The problem:
Look for the word "format" in the records, and copy each line where it appears.
START Data for review
//! Integration tests for the chat socket and the HTTP endpoints.
//!
//! Each test starts the server in-process on a random port, seeded from
//! `data/seed.example.json`:
//! - Wanjiku (7): member of Umoja (3) and Harambee (5)
//! - Otieno (9): member of Umoja (3)
//! - Akinyi (11): member of Maendeleo (8)

use std::{net::SocketAddr, sync::Arc, time::Duration};

use futures_util::{SinkExt, StreamExt};
use serde_json::{Value, json};
use tokio::net::{TcpListener, TcpStream};
use tokio_tungstenite::{MaybeTlsStream, WebSocketStream, tungstenite::Message};
use tujifund_chat::{
    infrastructure::{
        message_pusher::ConnectionManager,
        repository::{InMemoryChatRepository, SeedData},
    },
    ui::{AppState, build_router},
};
use tujifund_shared::time::FixedClock;

type Socket = WebSocketStream<MaybeTlsStream<TcpStream>>;

const NOW: i64 = 1672520400000;
const SEED: &str = include_str!("../../../data/seed.example.json");

struct TestServer {
    addr: SocketAddr,
    repository: Arc<InMemoryChatRepository>,
}

impl TestServer {
    async fn start() -> Self {
        let seed = SeedData::from_json(SEED).unwrap();
        let repository = Arc::new(
            InMemoryChatRepository::from_seed(seed, Arc::new(FixedClock::new(NOW)))
                .await
                .unwrap(),
        );
        let state = Arc::new(AppState::new(
            repository.clone(),
            Arc::new(ConnectionManager::new()),
        ));

        let app = build_router(state);
        let listener = TcpListener::bind("127.0.0.1:0").await.unwrap();
        let addr = listener.local_addr().unwrap();
        tokio::spawn(async move {
            axum::serve(listener, app).await.unwrap();
        });

        Self { addr, repository }
    }

    fn url(&self, path: &str) -> String {
        format!("http://{}{}", self.addr, path)
    }

    async fn connect(&self) -> Socket {
        let (socket, _) = tokio_tungstenite::connect_async(format!("ws://{}/ws", self.addr))
            .await
            .expect("Failed to connect to WebSocket");
        socket
    }

    /// Connect and authenticate as `user_id`.
    async fn login(&self, user_id: i64) -> Socket {
        let mut socket = self.connect().await;
        send(&mut socket, json!({"type": "auth", "userId": user_id})).await;
        assert_eq!(
            recv(&mut socket).await,
            json!({"type": "auth_success", "userId": user_id})
        );
        socket
    }

    async fn get_json(&self, path: &str) -> Value {
        let resp = reqwest::get(self.url(path)).await.unwrap();
        assert_eq!(resp.status(), 200, "GET {}", path);
        resp.json().await.unwrap()
    }

    async fn online(&self, chama_id: i64) -> Value {
        self.get_json(&format!("/api/chamas/{}/online", chama_id))
            .await["onlineUserIds"]
            .clone()
    }

    /// Poll the debug endpoint until `done` holds; cleanup runs after the socket task ends.
    async fn wait_for_connections(&self, done: impl Fn(&Value) -> bool) -> Value {
        for _ in 0..50 {
            let snapshot = self.get_json("/debug/connections").await;
            if done(&snapshot) {
                return snapshot;
            }
            tokio::time::sleep(Duration::from_millis(20)).await;
        }
        panic!("connection state did not settle");
    }
}

async fn send(socket: &mut Socket, frame: Value) {
    send_text(socket, &frame.to_string()).await;
}

async fn send_text(socket: &mut Socket, text: &str) {
    socket.send(Message::Text(text.into())).await.unwrap();
}

async fn recv(socket: &mut Socket) -> Value {
    loop {
        let msg = tokio::time::timeout(Duration::from_secs(2), socket.next())
            .await
            .expect("Expected a frame within timeout")
            .expect("Socket closed")
            .unwrap();
        if let Message::Text(text) = msg {
            return serde_json::from_str(text.as_str()).unwrap();
        }
    }
}

async fn assert_silent(socket: &mut Socket) {
    let result = tokio::time::timeout(Duration::from_millis(200), socket.next()).await;
    assert!(result.is_err(), "Expected no frame, got {:?}", result);
}

async fn join(socket: &mut Socket, chama_id: i64) {
    send(socket, json!({"type": "join_chama", "chamaId": chama_id})).await;
    assert_eq!(
        recv(socket).await,
        json!({"type": "join_chama_success", "chamaId": chama_id})
    );
}

#[tokio::test]
async fn test_health_check() {
    // テスト項目: ヘルスチェックが ok を返す
    // given (前提条件):
    let server = TestServer::start().await;

    // when (操作):
    let body = server.get_json("/api/health").await;

    // then (期待する結果):
    assert_eq!(body, json!({"status": "ok"}));
}

#[tokio::test]
async fn test_online_endpoint_rejects_non_numeric_id() {
    // テスト項目: 数値でないチャマ ID は 400 になる
    // given (前提条件):
    let server = TestServer::start().await;

    // when (操作):
    let resp = reqwest::get(server.url("/api/chamas/umoja/online")).await.unwrap();

    // then (期待する結果):
    assert_eq!(resp.status(), 400);
}

#[tokio::test]
async fn test_direct_message_to_offline_user_is_persisted() {
    // テスト項目: オフラインの受信者へのメッセージは未読で保存され、送信者に message_sent が返る
    // given (前提条件):
    let server = TestServer::start().await;
    let mut wanjiku = server.login(7).await;

    // when (操作):
    send(
        &mut wanjiku,
        json!({"type": "direct_message", "receiverId": 9, "content": "Habari Otieno"}),
    )
    .await;

    // then (期待する結果):
    assert_eq!(
        recv(&mut wanjiku).await,
        json!({"type": "message_sent", "messageId": 1})
    );
    let messages = server.repository.messages().await;
    assert_eq!(messages.len(), 1);
    assert!(!messages[0].is_read);
    assert_eq!(messages[0].content.as_str(), "Habari Otieno");
}

#[tokio::test]
async fn test_direct_message_live_delivery() {
    // テスト項目: オンラインの受信者にはメッセージ全体と送信者情報が届く
    // given (前提条件):
    let server = TestServer::start().await;
    let mut wanjiku = server.login(7).await;
    let mut otieno = server.login(9).await;

    // when (操作):
    send(
        &mut wanjiku,
        json!({
            "type": "direct_message",
            "receiverId": 9,
            "content": "Mchango wa wiki",
            "itemId": 42
        }),
    )
    .await;

    // then (期待する結果):
    assert_eq!(
        recv(&mut otieno).await,
        json!({
            "type": "direct_message",
            "message": {
                "id": 1,
                "senderId": 7,
                "receiverId": 9,
                "chamaId": null,
                "itemId": 42,
                "content": "Mchango wa wiki",
                "isRead": false,
                "sentAt": "2023-01-01T00:00:00+03:00",
                "sender": {
                    "id": 7,
                    "username": "wanjiku",
                    "fullName": "Wanjiku Kamau",
                    "profilePic": "/avatars/7.png"
                }
            }
        })
    );
    assert_eq!(
        recv(&mut wanjiku).await,
        json!({"type": "message_sent", "messageId": 1})
    );
}

#[tokio::test]
async fn test_chama_message_room_broadcast_and_switch() {
    // テスト項目: チャマメッセージは現在のルームの購読者だけに届き、切り替え後は旧ルームに届かない
    // given (前提条件):
    let server = TestServer::start().await;
    let mut wanjiku = server.login(7).await;
    let mut otieno = server.login(9).await;
    join(&mut wanjiku, 3).await;
    join(&mut otieno, 3).await;
    assert_eq!(server.online(3).await, json!([7, 9]));

    // when (操作):
    send(
        &mut otieno,
        json!({"type": "chama_message", "chamaId": 3, "content": "Mkutano ni Jumamosi"}),
    )
    .await;

    // then (期待する結果):
    let delivered = recv(&mut wanjiku).await;
    assert_eq!(delivered["type"], "chama_message");
    assert_eq!(delivered["message"]["chamaId"], 3);
    assert_eq!(delivered["message"]["receiverId"], Value::Null);
    let echoed = recv(&mut otieno).await;
    assert_eq!(echoed, delivered);
    assert_eq!(
        recv(&mut otieno).await,
        json!({"type": "message_sent", "messageId": 1})
    );

    // when (操作): Wanjiku がハランベーに切り替える
    join(&mut wanjiku, 5).await;
    send(
        &mut otieno,
        json!({"type": "chama_message", "chamaId": 3, "content": "Karibu"}),
    )
    .await;

    // then (期待する結果):
    assert_eq!(recv(&mut otieno).await["type"], "chama_message");
    assert_eq!(recv(&mut otieno).await["type"], "message_sent");
    assert_silent(&mut wanjiku).await;
    assert_eq!(server.online(3).await, json!([9]));
    assert_eq!(server.online(5).await, json!([7]));
}

#[tokio::test]
async fn test_join_chama_errors() {
    // テスト項目: 存在しないチャマ、メンバーでないチャマへの参加はエラーになる
    // given (前提条件):
    let server = TestServer::start().await;
    let mut otieno = server.login(9).await;

    // when (操作):
    send(&mut otieno, json!({"type": "join_chama", "chamaId": 5})).await;
    let not_member = recv(&mut otieno).await;
    send(&mut otieno, json!({"type": "join_chama", "chamaId": 999})).await;
    let not_found = recv(&mut otieno).await;

    // then (期待する結果):
    assert_eq!(
        not_member,
        json!({"type": "error", "message": "You are not a member of this chama"})
    );
    assert_eq!(not_found, json!({"type": "error", "message": "Chama not found"}));
    assert_eq!(server.online(5).await, json!([]));
}

#[tokio::test]
async fn test_mark_read_notifies_sender_once() {
    // テスト項目: 受信者の既読で送信者に message_read が届き、二回目は通知されない
    // given (前提条件):
    let server = TestServer::start().await;
    let mut wanjiku = server.login(7).await;
    let mut otieno = server.login(9).await;
    send(
        &mut wanjiku,
        json!({"type": "direct_message", "receiverId": 9, "content": "Umelipa?"}),
    )
    .await;
    recv(&mut otieno).await;
    recv(&mut wanjiku).await;

    // when (操作):
    send(&mut otieno, json!({"type": "mark_read", "messageId": 1})).await;

    // then (期待する結果):
    assert_eq!(
        recv(&mut wanjiku).await,
        json!({"type": "message_read", "messageId": 1, "readBy": 9})
    );
    assert!(server.repository.messages().await[0].is_read);

    // when (操作): もう一度既読にする
    send(&mut otieno, json!({"type": "mark_read", "messageId": 1})).await;

    // then (期待する結果):
    assert_silent(&mut wanjiku).await;
    assert_silent(&mut otieno).await;
}

#[tokio::test]
async fn test_mark_read_by_stranger_is_rejected() {
    // テスト項目: 受信者でもチャマメンバーでもないユーザーは既読にできない
    // given (前提条件):
    let server = TestServer::start().await;
    let mut wanjiku = server.login(7).await;
    let mut akinyi = server.login(11).await;
    send(
        &mut wanjiku,
        json!({"type": "direct_message", "receiverId": 9, "content": "Siri"}),
    )
    .await;
    recv(&mut wanjiku).await;

    // when (操作):
    send(&mut akinyi, json!({"type": "mark_read", "messageId": 1})).await;
    let rejected = recv(&mut akinyi).await;
    send(&mut akinyi, json!({"type": "mark_read", "messageId": 77})).await;
    let missing = recv(&mut akinyi).await;

    // then (期待する結果):
    assert_eq!(
        rejected,
        json!({"type": "error", "message": "Not authorized to mark this message as read"})
    );
    assert_eq!(missing, json!({"type": "error", "message": "Message not found"}));
    assert!(!server.repository.messages().await[0].is_read);
}

#[tokio::test]
async fn test_frames_before_auth_are_rejected() {
    // テスト項目: 認証前のフレームは Not authenticated になり、何も保存されない
    // given (前提条件):
    let server = TestServer::start().await;
    let mut socket = server.connect().await;

    // when (操作):
    send(
        &mut socket,
        json!({"type": "chama_message", "chamaId": 3, "content": "hi"}),
    )
    .await;

    // then (期待する結果):
    assert_eq!(
        recv(&mut socket).await,
        json!({"type": "error", "message": "Not authenticated"})
    );
    assert!(server.repository.messages().await.is_empty());
}

#[tokio::test]
async fn test_invalid_frames_keep_socket_open() {
    // テスト項目: 不正なフレームは error を返し、接続は維持される
    // given (前提条件):
    let server = TestServer::start().await;
    let mut socket = server.login(7).await;

    for text in [
        "not json at all",
        r#"{"type":"teleport"}"#,
        r#"{"type":"direct_message","receiverId":9}"#,
        r#"{"type":"direct_message","receiverId":9,"content":"   "}"#,
    ] {
        // when (操作):
        send_text(&mut socket, text).await;

        // then (期待する結果):
        let reply = recv(&mut socket).await;
        assert_eq!(reply["type"], "error", "frame {}", text);
        assert!(
            reply["message"]
                .as_str()
                .unwrap()
                .starts_with("Invalid message format"),
            "frame {}",
            text
        );
    }
    send(&mut socket, json!({"type": "join_chama", "chamaId": 3})).await;
    assert_eq!(recv(&mut socket).await["type"], "join_chama_success");
}

#[tokio::test]
async fn test_disconnect_cleans_up_registry_and_rooms() {
    // テスト項目: 切断後はレジストリとルームから消え、オンライン一覧にも出ない
    // given (前提条件):
    let server = TestServer::start().await;
    let mut wanjiku = server.login(7).await;
    let mut otieno = server.login(9).await;
    join(&mut wanjiku, 3).await;
    join(&mut otieno, 3).await;

    // when (操作):
    wanjiku.close(None).await.unwrap();

    // then (期待する結果):
    let snapshot = server
        .wait_for_connections(|s| s["registry"].as_array().map(Vec::len) == Some(1))
        .await;
    assert_eq!(snapshot["registry"][0]["userId"], 9);
    assert_eq!(snapshot["rooms"][0]["connectionIds"].as_array().unwrap().len(), 1);
    assert_eq!(server.online(3).await, json!([9]));

    // a message to the departed user is still stored
    send(
        &mut otieno,
        json!({"type": "direct_message", "receiverId": 7, "content": "Uko wapi?"}),
    )
    .await;
    assert_eq!(recv(&mut otieno).await["type"], "message_sent");
}

#[tokio::test]
async fn test_newer_connection_replaces_older_for_same_user() {
    // テスト項目: 同じユーザーの新しい接続がレジストリを置き換え、古い接続の切断で消えない
    // given (前提条件):
    let server = TestServer::start().await;
    let mut first = server.login(9).await;
    let mut second = server.login(9).await;
    let mut wanjiku = server.login(7).await;

    // when (操作):
    send(
        &mut wanjiku,
        json!({"type": "direct_message", "receiverId": 9, "content": "Salamu"}),
    )
    .await;

    // then (期待する結果):
    assert_eq!(recv(&mut second).await["type"], "direct_message");
    assert_silent(&mut first).await;
    recv(&mut wanjiku).await;

    // when (操作): 古い接続を閉じる
    first.close(None).await.unwrap();
    tokio::time::sleep(Duration::from_millis(100)).await;
    send(
        &mut wanjiku,
        json!({"type": "direct_message", "receiverId": 9, "content": "Bado uko?"}),
    )
    .await;

    // then (期待する結果):
    assert_eq!(recv(&mut second).await["message"]["content"], "Bado uko?");
    let snapshot = server.get_json("/debug/connections").await;
    assert_eq!(snapshot["registry"].as_array().unwrap().len(), 2);
}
END Data for review
Problem solution:
        format!("http://{}{}", self.addr, path)
        let (socket, _) = tokio_tungstenite::connect_async(format!("ws://{}/ws", self.addr))
        self.get_json(&format!("/api/chamas/{}/online", chama_id))
                .starts_with("Invalid message format"),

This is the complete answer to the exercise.